Criminalisation du sauvetage en mer 2/2

« Ces milliers de personnes secourues t’aident à tenir »

Dans Ce matin la mer est calme, Antonin Richard raconte son expérience de marin-sauveteur en Méditerranée centrale, zone privilégiée des migrations maritimes de fortune. Un témoignage puissant, sur lequel il revient ici, via ce second et dernier volet d’un état des lieux du sauvetage et de sa criminalisation publié dans le numéro 194 de CQFD (janvier 2021).
Illustration d’Antonin Malchiodi

Au fil des pages défilent les noms. Le Sea-Watch 2. Le Prudence. Le Sea-Watch 3. L’Aquarius. L’Ocean Viking... En quelques années, de 2016 à aujourd’hui, Antonin Richard a foulé le pont de nombreux navires sillonnant la Méditerranée. Leur particularité ? Tous étaient affrétés par des organisations cherchant à porter secours aux embarcations d’exilé·es en détresse sur la Grande Bleue.
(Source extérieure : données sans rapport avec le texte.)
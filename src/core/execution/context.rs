use crate::core::components::process::{Process, Suspend};
use crate::core::error::SimResult;
use crate::core::execution::kernel::{Assignment, Kernel};
use crate::core::time::{SimTime, Timescale};
use crate::core::types::{AsSignal, ProcessId};
use crate::core::values::Value;

/// Everything a process may do while it holds control.
///
/// Handed to [`Process::resume`] by the kernel for the duration of one
/// resumption.
pub struct ProcessContext<'k> {
    kernel: &'k mut Kernel,
    process: ProcessId,
}

impl<'k> ProcessContext<'k> {
    pub(crate) fn new(kernel: &'k mut Kernel, process: ProcessId) -> Self {
        Self { kernel, process }
    }

    /// Current simulated time.
    pub fn now(&self) -> SimTime {
        self.kernel.now()
    }

    /// Delta cycle within the current instant.
    pub fn delta(&self) -> u32 {
        self.kernel.delta()
    }

    pub fn timescale(&self) -> Timescale {
        self.kernel.timescale()
    }

    pub fn now_seconds(&self) -> f64 {
        self.kernel.timescale().seconds(self.kernel.now())
    }

    /// Convert seconds into ticks of the running timescale.
    pub fn ticks(&self, seconds: f64) -> u64 {
        self.kernel.timescale().ticks(seconds)
    }

    /// Suspension for a duration given in seconds.
    pub fn wait_for(&self, seconds: f64) -> Suspend {
        Suspend::Delay(self.ticks(seconds))
    }

    pub fn process_id(&self) -> ProcessId {
        self.process
    }

    /// Hierarchical name of the running process.
    pub fn process_name(&self) -> &str {
        self.kernel.process_path(self.process)
    }

    /// Current value of a signal, including immediate writes made earlier
    /// in this delta.
    pub fn read(&self, signal: impl AsSignal) -> SimResult<&Value> {
        Ok(self.kernel.signal_state(signal.signal_ref())?.value())
    }

    /// Read a bit signal; any other kind reads as its truthiness.
    pub fn read_bit(&self, signal: impl AsSignal) -> SimResult<bool> {
        Ok(self.read(signal)?.truthy().unwrap_or(false))
    }

    /// Read an integer signal; bit vectors read as their unsigned bits.
    pub fn read_int(&self, signal: impl AsSignal) -> SimResult<i64> {
        let value = self.read(signal)?;
        Ok(match value {
            Value::Int(v) => *v,
            Value::Bit(bit) => i64::from(*bit),
            Value::Vector { bits, .. } => *bits as i64,
            Value::Real(v) => *v as i64,
            Value::Str(_) => 0,
        })
    }

    /// Value the signal held before its most recent change.
    pub fn last_value(&self, signal: impl AsSignal) -> SimResult<&Value> {
        Ok(&self.kernel.signal_state(signal.signal_ref())?.last_value)
    }

    /// Ticks elapsed since the signal last changed.
    pub fn last_event(&self, signal: impl AsSignal) -> SimResult<u64> {
        let state = self.kernel.signal_state(signal.signal_ref())?;
        Ok(self.now().duration_since(state.last_change).unwrap_or(0))
    }

    /// Whether the signal has not changed for more than `interval` ticks.
    pub fn stable(&self, signal: impl AsSignal, interval: u64) -> SimResult<bool> {
        Ok(self.last_event(signal)? > interval)
    }

    /// Deferred assignment, committed at the end of the current delta.
    pub fn assign(&mut self, signal: impl AsSignal, value: impl Into<Value>) -> SimResult<()> {
        self.kernel
            .write(self.process, signal.signal_ref(), value.into(), Assignment::Deferred)
    }

    /// Immediate assignment, visible to reads right away.
    pub fn assign_immediate(&mut self, signal: impl AsSignal, value: impl Into<Value>) -> SimResult<()> {
        self.kernel
            .write(self.process, signal.signal_ref(), value.into(), Assignment::Immediate)
    }

    /// Deferred assignment taking effect `delay` ticks from now.
    ///
    /// A later assignment to the same signal cancels it if it has not been
    /// applied yet.
    pub fn assign_after(
        &mut self,
        signal: impl AsSignal,
        value: impl Into<Value>,
        delay: u64,
    ) -> SimResult<()> {
        self.kernel
            .write(self.process, signal.signal_ref(), value.into(), Assignment::After(delay))
    }

    /// Start a new process owned by the same module; it first runs in the
    /// next delta cycle.
    pub fn spawn<P: Process + 'static>(&mut self, name: &str, body: P) -> SimResult<ProcessId> {
        self.kernel.spawn(self.process, name, Box::new(body))
    }

    /// Start a closure as a new process of the same module.
    pub fn spawn_fn<F>(&mut self, name: &str, body: F) -> SimResult<ProcessId>
    where
        F: FnMut(&mut ProcessContext<'_>) -> SimResult<Suspend> + 'static,
    {
        self.spawn(name, body)
    }
}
Au début de Ce matin la mer est calme (Les Étaques, 20201), Antonin raconte qu’il a découvert son boulot de marin-sauveteur sur le tas. Jeune Lillois vivant en squat, militant à Greenpeace, ayant appris à naviguer sur la Manche avec le père d’une amie, il se retrouve propulsé au cœur du chaos, d’abord sur l’île grecque de Lesbos, puis au large de la Libye. Son premier sauvetage en Méditerranée centrale est une claque : « Plus de 170 personnes s’entassent sur ce bout de plastique pourri. » Par la suite, brûlure au fer rouge, il y a les épisodes qui dérapent, les arrivées trop tardives, les cadavres boursouflés d’eau...

Dans cet entretien, il revient sur un pan méconnu de ces missions : le quotidien des femmes et hommes palliant l’incurie européenne et les conditions concrètes des sauvetages. Tout sauf un long fleuve tranquille.

On se représente mal l’organisation régnant sur ces bateaux de sauvetage. Comment se répartissent les tâches ?

« Cela dépend de l’organisation avec laquelle tu pars. Et ça a évolué avec le temps. Il y a par exemple moins de bénévoles qu’en 2016. En quatre ans, un certain savoir-faire s’est établi en matière de “sauvetage de masse”. Même s’il y a eu beaucoup de turn- over, c’est devenu un “milieu” avec des gens qui reviennent et moins de nouveaux arrivants.

Pour les rôles, ça dépend des compétences de chacun et chacune, des envies et de l’expérience. Moi, je me suis “spécialisé” comme pilote de canot rapide, et c’est le poste que j’occupe en général. »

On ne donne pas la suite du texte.